Working from the entries below, give again each line from the first through the one containing "session epoch. The", exactly and with nothing else.

Stored items:
================================
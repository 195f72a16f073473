//! MQTT transport running as its own task.
//!
//! The TCP socket and the MQTT client borrow stack-local buffers, so they
//! live inside the task loop for the duration of one session epoch. The
//! coordinator talks to the task through static channels: a connect
//! request/result signal pair, a bounded outbound request queue and a
//! bounded inbound message queue.

use core::sync::atomic::{AtomicBool, Ordering};

use embassy_futures::select::{select3, Either3};
use embassy_net::{dns::DnsQueryType, tcp::TcpSocket, Stack};
use embassy_time::{with_timeout, Duration, Ticker};
use heapless::{String, Vec};
use log::{debug, info, warn};
use rust_mqtt::{
    client::{client::MqttClient, client_config::ClientConfig},
    packet::v5::publish_packet::QualityOfService,
    utils::rng_generator::CountingRng,
};

use node_core::payload::RECORD_MAX;
use node_core::session::{Credentials, MessageTransport, SessionError, BROKER_HOST_MAX};
use node_core::topics::TOPIC_MAX;

use crate::constants::{
    MQTT_BUFFER_SIZE, MQTT_CONNECT_TIMEOUT_SECS, MQTT_KEEP_ALIVE_SECS, MQTT_PING_INTERVAL_SECS,
    MQTT_TCP_BUFFER_SIZE,
};

const CLIENT_ID_MAX: usize = 32;
const USERNAME_MAX: usize = 32;
const PASSWORD_MAX: usize = 64;
const INBOUND_PAYLOAD_MAX: usize = 256;

struct ConnectRequest {
    host: String<BROKER_HOST_MAX>,
    port: u16,
    client_id: String<CLIENT_ID_MAX>,
    username: String<USERNAME_MAX>,
    password: String<PASSWORD_MAX>,
    authenticate: bool,
}

enum Request {
    Publish {
        topic: String<TOPIC_MAX>,
        payload: Vec<u8, RECORD_MAX>,
    },
    Subscribe {
        topic: String<TOPIC_MAX>,
    },
}

struct InboundMessage {
    topic: String<TOPIC_MAX>,
    payload: Vec<u8, INBOUND_PAYLOAD_MAX>,
}

type RawMutex = embassy_sync::blocking_mutex::raw::CriticalSectionRawMutex;

static CONNECT_REQUEST: embassy_sync::signal::Signal<RawMutex, ConnectRequest> =
    embassy_sync::signal::Signal::new();
static CONNECT_RESULT: embassy_sync::signal::Signal<RawMutex, Result<(), SessionError>> =
    embassy_sync::signal::Signal::new();
static REQUESTS: embassy_sync::channel::Channel<RawMutex, Request, 8> =
    embassy_sync::channel::Channel::new();
static INBOUND: embassy_sync::channel::Channel<RawMutex, InboundMessage, 4> =
    embassy_sync::channel::Channel::new();
static SESSION_UP: AtomicBool = AtomicBool::new(false);

/// Coordinator-side handle. All calls are relayed to [`session_task`].
pub struct SessionHandle;

impl MessageTransport for SessionHandle {
    async fn connect(
        &mut self,
        host: &str,
        port: u16,
        client_id: &str,
        credentials: Option<Credentials<'_>>,
    ) -> Result<(), SessionError> {
        let mut request = ConnectRequest {
            host: String::new(),
            port,
            client_id: String::new(),
            username: String::new(),
            password: String::new(),
            authenticate: credentials.is_some(),
        };
        request
            .host
            .push_str(host)
            .map_err(|_| SessionError::BrokerRejected)?;
        request
            .client_id
            .push_str(client_id)
            .map_err(|_| SessionError::BrokerRejected)?;
        if let Some((username, password)) = credentials {
            request
                .username
                .push_str(username)
                .map_err(|_| SessionError::BrokerRejected)?;
            request
                .password
                .push_str(password)
                .map_err(|_| SessionError::BrokerRejected)?;
        }

        CONNECT_RESULT.reset();
        CONNECT_REQUEST.signal(request);
        CONNECT_RESULT.wait().await
    }

    fn is_connected(&self) -> bool {
        SESSION_UP.load(Ordering::Acquire)
    }

    async fn publish(&mut self, topic: &str, payload: &[u8]) -> Result<(), SessionError> {
        let mut request_topic = String::new();
        request_topic
            .push_str(topic)
            .map_err(|_| SessionError::BrokerRejected)?;
        let request_payload =
            Vec::from_slice(payload).map_err(|_| SessionError::BrokerRejected)?;
        if REQUESTS
            .try_send(Request::Publish {
                topic: request_topic,
                payload: request_payload,
            })
            .is_err()
        {
            // Queue full: the message is dropped, matching the at-most-once
            // delivery contract of the publish path.
            warn!("mqtt: outbound queue full, dropping message for {}", topic);
        }
        Ok(())
    }

    async fn subscribe(&mut self, topic: &str) -> Result<(), SessionError> {
        let mut request_topic = String::new();
        request_topic
            .push_str(topic)
            .map_err(|_| SessionError::BrokerRejected)?;
        REQUESTS
            .try_send(Request::Subscribe {
                topic: request_topic,
            })
            .map_err(|_| SessionError::BrokerRejected)
    }

    async fn drain(&mut self, handler: &mut dyn FnMut(&str, &[u8])) {
        while let Ok(message) = INBOUND.try_receive() {
            handler(&message.topic, &message.payload);
        }
    }
}

/// Owns the broker connection. Each loop iteration is one session epoch:
/// wait for a connect request, establish TCP and the MQTT session, then
/// serve publishes, subscribes, inbound traffic and keep-alive pings until
/// something fails.
#[embassy_executor::task]
pub async fn session_task(stack: Stack<'static>) {
    loop {
        let request = CONNECT_REQUEST.wait().await;
        SESSION_UP.store(false, Ordering::Release);

        let address = match stack.dns_query(&request.host, DnsQueryType::A).await {
            Ok(addresses) if !addresses.is_empty() => addresses[0],
            Ok(_) => {
                warn!("mqtt: no DNS record for {}", request.host);
                CONNECT_RESULT.signal(Err(SessionError::BrokerRejected));
                continue;
            }
            Err(e) => {
                warn!("mqtt: DNS lookup for {} failed: {:?}", request.host, e);
                CONNECT_RESULT.signal(Err(SessionError::BrokerRejected));
                continue;
            }
        };

        let mut rx_buffer = [0; MQTT_TCP_BUFFER_SIZE];
        let mut tx_buffer = [0; MQTT_TCP_BUFFER_SIZE];
        let mut socket = TcpSocket::new(stack, &mut rx_buffer, &mut tx_buffer);
        socket.set_timeout(Some(Duration::from_secs(MQTT_KEEP_ALIVE_SECS as u64 * 2)));

        info!("mqtt: connecting to {}:{}", address, request.port);
        match with_timeout(
            Duration::from_secs(MQTT_CONNECT_TIMEOUT_SECS),
            socket.connect((address, request.port)),
        )
        .await
        {
            Ok(Ok(())) => {}
            Ok(Err(e)) => {
                warn!("mqtt: TCP connect failed: {:?}", e);
                CONNECT_RESULT.signal(Err(SessionError::BrokerRejected));
                continue;
            }
            Err(_) => {
                warn!("mqtt: TCP connect timed out");
                CONNECT_RESULT.signal(Err(SessionError::BrokerRejected));
                continue;
            }
        }

        let mut config = ClientConfig::new(
            rust_mqtt::client::client_config::MqttVersion::MQTTv5,
            CountingRng(20000),
        );
        config.add_client_id(&request.client_id);
        if request.authenticate {
            config.add_username(&request.username);
            config.add_password(&request.password);
        }
        config.keep_alive = MQTT_KEEP_ALIVE_SECS;
        config.max_packet_size = MQTT_BUFFER_SIZE as u32;

        let mut recv_buffer = [0; MQTT_BUFFER_SIZE];
        let mut write_buffer = [0; MQTT_BUFFER_SIZE];
        let mut client = MqttClient::<_, 5, _>::new(
            socket,
            &mut write_buffer,
            MQTT_BUFFER_SIZE,
            &mut recv_buffer,
            MQTT_BUFFER_SIZE,
            config,
        );

        if let Err(code) = client.connect_to_broker().await {
            warn!("mqtt: broker rejected session: {:?}", code);
            CONNECT_RESULT.signal(Err(SessionError::BrokerRejected));
            continue;
        }

        info!("mqtt: session established");
        SESSION_UP.store(true, Ordering::Release);
        CONNECT_RESULT.signal(Ok(()));

        serve(&mut client).await;

        SESSION_UP.store(false, Ordering::Release);
        info!("mqtt: session closed");
    }
}

/// Runs one established session until an error ends it.
async fn serve<'a, T: embedded_io_async::Read + embedded_io_async::Write>(
    client: &mut MqttClient<'a, T, 5, CountingRng>,
) {
    let mut ping = Ticker::every(Duration::from_secs(MQTT_PING_INTERVAL_SECS));
    loop {
        let mut pending = None;
        let mut ping_due = false;
        match select3(REQUESTS.receive(), client.receive_message(), ping.next()).await {
            Either3::First(request) => pending = Some(request),
            Either3::Second(Ok((topic, payload))) => {
                let mut message = InboundMessage {
                    topic: String::new(),
                    payload: Vec::new(),
                };
                if message.topic.push_str(topic).is_err()
                    || message.payload.extend_from_slice(payload).is_err()
                {
                    warn!("mqtt: oversized inbound message on {}, dropping", topic);
                } else if INBOUND.try_send(message).is_err() {
                    warn!("mqtt: inbound queue full, dropping message");
                }
            }
            Either3::Second(Err(code)) => {
                warn!("mqtt: receive failed: {:?}", code);
                return;
            }
            Either3::Third(_) => ping_due = true,
        }

        if let Some(request) = pending {
            let result = match request {
                Request::Publish { topic, payload } => {
                    debug!("mqtt: publishing to {}", topic);
                    client
                        .send_message(&topic, &payload, QualityOfService::QoS0, false)
                        .await
                }
                Request::Subscribe { topic } => {
                    info!("mqtt: subscribing to {}", topic);
                    client.subscribe_to_topic(&topic).await
                }
            };
            if let Err(code) = result {
                warn!("mqtt: request failed: {:?}", code);
                return;
            }
        }

        if ping_due {
            if let Err(code) = client.send_ping().await {
                warn!("mqtt: ping failed: {:?}", code);
                return;
            }
        }
    }
}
================================
• _Result for this exercise_:
repository 195f72a16f073473
//! MQTT transport running as its own task.
//!
//! The TCP socket and the MQTT client borrow stack-local buffers, so they
//! live inside the task loop for the duration of one session epoch. The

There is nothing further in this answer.